● **ABOUT THIS TASK**: Say the number of lines in the records below that hold the word "started", and only that number.

[Collected data]
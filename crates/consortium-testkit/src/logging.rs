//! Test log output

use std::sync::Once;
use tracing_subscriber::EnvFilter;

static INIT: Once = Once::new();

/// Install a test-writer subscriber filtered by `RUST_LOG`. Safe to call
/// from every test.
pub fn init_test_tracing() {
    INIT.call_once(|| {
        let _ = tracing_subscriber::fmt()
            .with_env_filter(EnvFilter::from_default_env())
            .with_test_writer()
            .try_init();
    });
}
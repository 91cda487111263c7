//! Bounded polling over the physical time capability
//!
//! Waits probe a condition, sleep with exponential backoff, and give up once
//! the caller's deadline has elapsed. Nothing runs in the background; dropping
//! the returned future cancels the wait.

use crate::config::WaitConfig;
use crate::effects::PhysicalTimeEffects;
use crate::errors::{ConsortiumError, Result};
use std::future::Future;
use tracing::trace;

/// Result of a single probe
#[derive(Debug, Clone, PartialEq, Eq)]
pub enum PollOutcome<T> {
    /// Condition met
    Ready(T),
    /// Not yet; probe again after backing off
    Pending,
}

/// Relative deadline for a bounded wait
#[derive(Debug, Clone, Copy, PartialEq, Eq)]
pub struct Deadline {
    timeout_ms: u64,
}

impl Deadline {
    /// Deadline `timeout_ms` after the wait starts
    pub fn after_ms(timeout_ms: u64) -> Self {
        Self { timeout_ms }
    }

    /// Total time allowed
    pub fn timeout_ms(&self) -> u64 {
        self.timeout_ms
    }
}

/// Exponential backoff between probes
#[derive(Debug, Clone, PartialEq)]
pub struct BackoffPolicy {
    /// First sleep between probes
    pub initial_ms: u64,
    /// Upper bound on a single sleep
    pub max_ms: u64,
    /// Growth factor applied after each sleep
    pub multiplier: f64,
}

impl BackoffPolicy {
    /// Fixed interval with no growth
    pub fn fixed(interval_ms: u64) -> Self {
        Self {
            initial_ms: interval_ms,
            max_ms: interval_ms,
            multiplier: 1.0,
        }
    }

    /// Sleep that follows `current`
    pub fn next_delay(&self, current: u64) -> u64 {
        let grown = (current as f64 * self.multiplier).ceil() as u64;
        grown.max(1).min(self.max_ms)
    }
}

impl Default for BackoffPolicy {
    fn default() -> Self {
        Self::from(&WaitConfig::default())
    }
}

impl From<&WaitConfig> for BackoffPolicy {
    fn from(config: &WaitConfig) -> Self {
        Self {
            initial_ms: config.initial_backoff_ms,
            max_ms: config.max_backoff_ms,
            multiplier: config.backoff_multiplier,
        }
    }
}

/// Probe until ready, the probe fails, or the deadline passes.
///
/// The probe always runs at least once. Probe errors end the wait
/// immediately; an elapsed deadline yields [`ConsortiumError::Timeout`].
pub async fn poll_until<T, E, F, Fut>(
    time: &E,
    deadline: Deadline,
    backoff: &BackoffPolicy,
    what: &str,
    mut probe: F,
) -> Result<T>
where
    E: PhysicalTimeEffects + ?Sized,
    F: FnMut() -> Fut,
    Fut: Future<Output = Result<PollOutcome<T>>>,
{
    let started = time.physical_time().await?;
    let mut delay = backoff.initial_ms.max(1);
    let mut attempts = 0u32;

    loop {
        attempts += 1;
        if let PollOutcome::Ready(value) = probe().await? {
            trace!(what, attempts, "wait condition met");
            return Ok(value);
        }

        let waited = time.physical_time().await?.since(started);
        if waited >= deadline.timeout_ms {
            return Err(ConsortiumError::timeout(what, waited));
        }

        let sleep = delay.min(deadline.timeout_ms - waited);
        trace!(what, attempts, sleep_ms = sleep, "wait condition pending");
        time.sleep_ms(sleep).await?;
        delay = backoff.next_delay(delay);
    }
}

...

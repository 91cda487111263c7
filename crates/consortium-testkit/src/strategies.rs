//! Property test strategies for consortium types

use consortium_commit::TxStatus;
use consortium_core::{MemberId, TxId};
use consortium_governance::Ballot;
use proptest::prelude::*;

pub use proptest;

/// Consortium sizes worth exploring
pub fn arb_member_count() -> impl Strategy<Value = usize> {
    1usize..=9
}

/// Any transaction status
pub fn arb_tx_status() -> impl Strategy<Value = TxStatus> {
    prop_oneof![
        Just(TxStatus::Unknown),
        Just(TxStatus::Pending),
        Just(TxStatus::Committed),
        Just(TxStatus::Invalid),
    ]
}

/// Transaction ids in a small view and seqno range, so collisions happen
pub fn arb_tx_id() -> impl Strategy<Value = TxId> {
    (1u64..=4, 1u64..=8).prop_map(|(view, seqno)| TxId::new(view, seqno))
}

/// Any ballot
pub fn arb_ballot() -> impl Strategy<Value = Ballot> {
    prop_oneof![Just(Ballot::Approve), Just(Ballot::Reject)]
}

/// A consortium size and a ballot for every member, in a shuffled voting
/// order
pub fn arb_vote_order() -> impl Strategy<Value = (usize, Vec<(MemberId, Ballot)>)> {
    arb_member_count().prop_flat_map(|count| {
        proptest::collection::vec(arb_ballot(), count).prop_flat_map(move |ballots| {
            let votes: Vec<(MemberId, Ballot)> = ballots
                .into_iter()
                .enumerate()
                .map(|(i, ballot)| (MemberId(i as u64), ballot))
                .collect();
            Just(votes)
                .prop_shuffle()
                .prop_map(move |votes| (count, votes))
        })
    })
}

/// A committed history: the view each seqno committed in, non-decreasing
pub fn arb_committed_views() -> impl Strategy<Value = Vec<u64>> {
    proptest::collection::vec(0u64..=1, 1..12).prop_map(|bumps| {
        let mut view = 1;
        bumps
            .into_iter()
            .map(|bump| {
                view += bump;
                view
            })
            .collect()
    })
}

● **COMPLETED TASK**: 2